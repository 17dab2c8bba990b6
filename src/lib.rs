// Aegis - PHI Detection and Governance Gate Engine
// Licensed under the MIT License

//! # Aegis - PHI Detection and Governance Gate Engine
//!
//! Aegis scans free text for protected health information (PHI), classifies
//! the resulting risk, and gates pipeline operations on the outcome. It is
//! built for clinical research platforms where data leaves a controlled
//! boundary: uploads, exports, chat messages.
//!
//! ## Overview
//!
//! This library provides the core functionality for:
//! - **Detecting** the HIPAA identifier categories with an ordered,
//!   configurable pattern catalog
//! - **Classifying** scan results into risk levels (NONE through CRITICAL)
//! - **Redacting** detected values with typed placeholders
//! - **Gating** pipeline stages on scan outcomes, with audited overrides,
//!   quarantine, and remediation
//!
//! Detected values never leave the scanner: findings carry a truncated
//! SHA-256 hash, the value length, and the byte span, and the same rule
//! holds for every log line and audit entry the engine emits.
//!
//! ## Architecture
//!
//! Aegis follows a layered architecture:
//!
//! - [`cli`] - Command-line interface and argument parsing
//! - [`catalog`] - PHI types and the ordered pattern catalog
//! - [`scanner`] - Text scanning and finding extraction
//! - [`risk`] - Risk level classification
//! - [`redactor`] - Placeholder substitution
//! - [`governance`] - Allow/block decisions per operating mode
//! - [`gate`] - Per-stage gate state machine with audit trail
//! - [`domain`] - Core domain types and errors
//! - [`config`] - Configuration management
//! - [`logging`] - Structured logging and observability
//!
//! ## Quick Start
//!
//! ```rust
//! use aegis::catalog::PatternCatalog;
//! use aegis::domain::ids::ScanScope;
//! use aegis::governance::{decide, GovernancePolicy, OperatingMode};
//! use aegis::scanner::{Scanner, ScannerLimits};
//! use std::sync::Arc;
//!
//! # fn main() -> Result<(), Box<dyn std::error::Error>> {
//! let catalog = Arc::new(PatternCatalog::default_rules()?);
//! let scanner = Scanner::new(catalog, ScannerLimits::default());
//!
//! let scan = scanner.scan("SSN: 123-45-6789", ScanScope::export())?;
//! let decision = decide(&scan, OperatingMode::Live, &GovernancePolicy::default());
//!
//! assert!(!decision.allowed);
//! # Ok(())
//! # }
//! ```
//!
//! ## Gating a pipeline stage
//!
//! ```rust,no_run
//! use aegis::catalog::PatternCatalog;
//! use aegis::domain::ids::{ScanScope, SessionId, StageId};
//! use aegis::gate::{GateKey, GateRegistry, MemoryAuditSink};
//! use aegis::governance::{GovernancePolicy, OperatingMode};
//! use aegis::scanner::{Scanner, ScannerLimits};
//! use std::sync::Arc;
//!
//! # async fn example() -> Result<(), Box<dyn std::error::Error>> {
//! let catalog = Arc::new(PatternCatalog::default_rules()?);
//! let scanner = Scanner::new(catalog, ScannerLimits::default());
//! let registry = GateRegistry::new(
//!     scanner,
//!     Arc::new(MemoryAuditSink::new()),
//!     GovernancePolicy::default(),
//! );
//!
//! let key = GateKey::new(StageId::new("export")?, SessionId::generate());
//! registry
//!     .run_scan(&key, "patient notes", ScanScope::export(), OperatingMode::Live, "analyst")
//!     .await?;
//!
//! let outcome = registry.request_gate_check(&key, "pipeline").await?;
//! println!("may proceed: {}", outcome.passed);
//! # Ok(())
//! # }
//! ```
//!
//! ## Error Handling
//!
//! Engine operations return the [`domain::AegisError`] type; catalog
//! construction surfaces `anyhow` errors with rule-level context:
//!
//! ```rust
//! fn example() -> anyhow::Result<()> {
//!     let catalog = aegis::catalog::PatternCatalog::default_rules()?;
//!     assert!(!catalog.is_empty());
//!     Ok(())
//! }
//! ```
//!
//! ## Logging
//!
//! Aegis uses structured logging with the `tracing` crate. Log records
//! carry counts, types, and hashes; never raw matched text.

pub mod catalog;
pub mod cli;
pub mod config;
pub mod domain;
pub mod gate;
pub mod governance;
pub mod logging;
pub mod redactor;
pub mod risk;
pub mod scanner;
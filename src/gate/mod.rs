//! Gate state machine
//!
//! A gate is a checkpoint bound to a pipeline stage that must resolve to
//! "may proceed" before the stage continues. This module tracks PHI status
//! per (stage, session) pair, runs the scan/override/quarantine/remediate
//! workflow, and emits one audit entry per transition.
//!
//! # States
//!
//! ```text
//! UNCHECKED ──▶ SCANNING ──▶ PASS
//!                   │
//!                   ▼
//!                 FAIL ──▶ QUARANTINED
//!                   │ ──▶ OVERRIDDEN (approval workflow)
//!                   │ ──▶ PASS       (remediation)
//! ```
//!
//! Any settled state re-enters `SCANNING` when a fresh scan is requested.
//! "May proceed" means `PASS`, or `OVERRIDDEN` with an unexpired approval;
//! an expired override gates exactly like `FAIL`.

pub mod approval;
pub mod audit;
pub mod machine;

use serde::{Deserialize, Serialize};
use std::fmt;

// Re-export main types
pub use approval::{
    ApprovalDecision, Approver, OverrideApproval, OverrideRequest, StaticApprover,
    MIN_JUSTIFICATION_CHARS,
};
pub use audit::{AuditAction, AuditEntry, AuditSink, JsonlAuditSink, MemoryAuditSink};
pub use machine::{GateCheckOutcome, GateKey, GateRegistry};

/// Gate status per (stage, session)
#[derive(Debug, Clone, Copy, PartialEq, Eq, Serialize, Deserialize)]
#[serde(rename_all = "SCREAMING_SNAKE_CASE")]
pub enum GateStatus {
    /// No scan has run yet
    Unchecked,
    /// A scan is in flight (transient)
    Scanning,
    /// Last scan allowed the operation
    Pass,
    /// Last scan blocked the operation
    Fail,
    /// Findings isolated, not remediated
    Quarantined,
    /// Override approval granted
    Overridden,
}

impl fmt::Display for GateStatus {
    fn fmt(&self, f: &mut fmt::Formatter<'_>) -> fmt::Result {
        let s = match self {
            Self::Unchecked => "UNCHECKED",
            Self::Scanning => "SCANNING",
            Self::Pass => "PASS",
            Self::Fail => "FAIL",
            Self::Quarantined => "QUARANTINED",
            Self::Overridden => "OVERRIDDEN",
        };
        write!(f, "{s}")
    }
}
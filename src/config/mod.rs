//! Configuration management
//!
//! TOML-based configuration loading, parsing, and validation. Every section
//! defaults to the compiled-in constants, so the engine runs without a
//! configuration file at all.
//!
//! # Example Configuration
//!
//! ```toml
//! [application]
//! name = "aegis"
//! log_level = "info"
//! mode = "LIVE"
//!
//! [scanner]
//! max_input_bytes = 1048576
//!
//! [governance]
//! confidence_threshold = 0.7
//!
//! [governance.risk]
//! medium_finding_count = 5
//! high_finding_count = 10
//!
//! [patterns]
//! path = "patterns/phi_patterns.toml"
//!
//! [audit]
//! path = "logs/audit.jsonl"
//!
//! [logging]
//! local_enabled = true
//! local_path = "logs"
//! ```
//!
//! # Environment Variables
//!
//! `${VAR_NAME}` placeholders in the file are substituted at load time, and
//! `AEGIS_<SECTION>_<KEY>` variables override individual values:
//!
//! ```bash
//! export AEGIS_APPLICATION_MODE="DEMO"
//! export AEGIS_GOVERNANCE_CONFIDENCE_THRESHOLD="0.9"
//! ```

pub mod loader;
pub mod schema;

// Re-export commonly used types
pub use loader::{default_config, load_config};
pub use schema::{
    AegisConfig, ApplicationConfig, AuditConfig, LoggingConfig, PatternsConfig,
};
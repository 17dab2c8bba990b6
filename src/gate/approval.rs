//! Override approval workflow
//!
//! An override is an approved exception allowing a gate to proceed despite a
//! failed scan, bounded by a justification and an optional expiry. Approval
//! is decided by an external [`Approver`] (a human or policy service); the
//! state machine tolerates that call failing or never resolving without
//! corrupting the failed gate.
//!
//! Expiry is evaluated lazily: there are no background timers, only the
//! [`OverrideApproval::is_valid_at`] predicate checked on each gate check.

use async_trait::async_trait;
use chrono::{DateTime, Utc};
use serde::{Deserialize, Serialize};

use crate::domain::errors::GateError;
use crate::risk::RiskLevel;

/// Minimum length of a meaningful override justification
pub const MIN_JUSTIFICATION_CHARS: usize = 20;

/// Validate an override justification
///
/// Requires at least [`MIN_JUSTIFICATION_CHARS`] characters after trimming.
/// Rejection causes no state change and no audit entry.
pub fn validate_justification(justification: &str) -> Result<(), GateError> {
    let trimmed = justification.trim();
    if trimmed.chars().count() < MIN_JUSTIFICATION_CHARS {
        return Err(GateError::ValidationFailed(format!(
            "override justification must be at least {MIN_JUSTIFICATION_CHARS} characters, got {}",
            trimmed.chars().count()
        )));
    }
    Ok(())
}

/// A recorded override approval
#[derive(Debug, Clone, PartialEq, Serialize, Deserialize)]
pub struct OverrideApproval {
    /// Whether the override was approved
    pub approved: bool,
    /// The requester's justification
    pub justification: String,
    /// Role of the approver (e.g. "privacy-officer")
    pub approver_role: String,
    /// Who reviewed the request
    pub reviewed_by: String,
    /// When the review happened
    pub reviewed_at: DateTime<Utc>,
    /// Optional expiry; past this instant the override is treated as absent
    pub expires_at: Option<DateTime<Utc>>,
    /// Conditions attached to the approval
    pub conditions: Vec<String>,
}

impl OverrideApproval {
    /// Whether the approval still authorizes passage at `now`
    ///
    /// An expired override is fail-equivalent for gating purposes; the
    /// historical audit trail is untouched.
    pub fn is_valid_at(&self, now: DateTime<Utc>) -> bool {
        self.approved && self.expires_at.map_or(true, |expires| expires > now)
    }
}

/// Context handed to the external approver
#[derive(Debug, Clone, Serialize)]
pub struct OverrideRequest {
    /// Stage of the failed gate
    pub stage: String,
    /// Owning session
    pub session: String,
    /// The requester's justification (already validated)
    pub justification: String,
    /// Risk level of the failed scan
    pub risk_level: RiskLevel,
    /// Who is requesting the override
    pub requested_by: String,
    /// When the request was made
    pub requested_at: DateTime<Utc>,
}

/// The approver's verdict
#[derive(Debug, Clone)]
pub struct ApprovalDecision {
    /// Whether the override is granted
    pub approved: bool,
    /// Role of the reviewer
    pub approver_role: String,
    /// Identity of the reviewer
    pub reviewed_by: String,
    /// Optional expiry attached to the approval
    pub expires_at: Option<DateTime<Utc>>,
    /// Conditions attached to the approval
    pub conditions: Vec<String>,
    /// Reason text, surfaced on denial
    pub reason: Option<String>,
}

/// External, possibly-asynchronous override reviewer
#[async_trait]
pub trait Approver: Send + Sync {
    /// Review an override request
    ///
    /// # Errors
    ///
    /// An error here (reviewer unreachable, service down) leaves the gate in
    /// its failed state; it is not a denial.
    async fn review(&self, request: &OverrideRequest) -> Result<ApprovalDecision, GateError>;
}

/// Approver that always returns the same decision
///
/// Useful for tests and for deployments where approval policy is evaluated
/// upstream of the engine.
pub struct StaticApprover {
    decision: ApprovalDecision,
}

impl StaticApprover {
    /// Grant every request with the given role and optional expiry
    pub fn approving(role: impl Into<String>, expires_at: Option<DateTime<Utc>>) -> Self {
        let role = role.into();
        Self {
            decision: ApprovalDecision {
                approved: true,
                reviewed_by: role.clone(),
                approver_role: role,
                expires_at,
                conditions: Vec::new(),
                reason: None,
            },
        }
    }

    /// Deny every request with the given reason
    pub fn denying(role: impl Into<String>, reason: impl Into<String>) -> Self {
        let role = role.into();
        Self {
            decision: ApprovalDecision {
                approved: false,
                reviewed_by: role.clone(),
                approver_role: role,
                expires_at: None,
                conditions: Vec::new(),
                reason: Some(reason.into()),
            },
        }
    }

    /// Attach conditions to every approval
    pub fn with_conditions(mut self, conditions: Vec<String>) -> Self {
        self.decision.conditions = conditions;
        self
    }
}

#[async_trait]
impl Approver for StaticApprover {
    async fn review(&self, _request: &OverrideRequest) -> Result<ApprovalDecision, GateError> {
        Ok(self.decision.clone())
    }
}
impl Drop for LatchGuard<'_> {
    fn drop(&mut self) {
        self.0.open();
    }
}

/// Breadth-first walk of `start`'s dependents, disabling each reachable one
/// that is still enabled and recursing only where the disable actually
/// took effect (spec.md §4.7).
fn propagate_disable(
    start: TaskId,
    dependents: &HashMap<TaskId, HashSet<TaskId>>,
    tasks: &HashMap<TaskId, Arc<TaskHandle>>,
) {
    let mut queue: VecDeque<TaskId> = VecDeque::new();
    queue.push_back(start);
    while let Some(id) = queue.pop_front() {
        let Some(direct) = dependents.get(&id) else { continue };
        for &dependent in direct {
            let Some(handle) = tasks.get(&dependent) else { continue };
            if handle.is_enabled() && handle.disable() {
                queue.push_back(dependent);
            }
        }
    }
}

fn normalize_dot_name(name: &str) -> String {
    let mut out = String::with_capacity(name.len());
    let mut last_was_separator = false;
    for c in name.chars() {
        if c.is_alphanumeric() || c == '_' {
            out.push(c);
            last_was_separator = false;
        } else if !last_was_separator {
            out.push('_');
            last_was_separator = true;
        }
    }
    out
}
• • • • •
Which lines above include the word "MemoryAuditSink"? Show each one.

//! use aegis::gate::{GateKey, GateRegistry, MemoryAuditSink};
//!     Arc::new(MemoryAuditSink::new()),
pub use audit::{AuditAction, AuditEntry, AuditSink, JsonlAuditSink, MemoryAuditSink};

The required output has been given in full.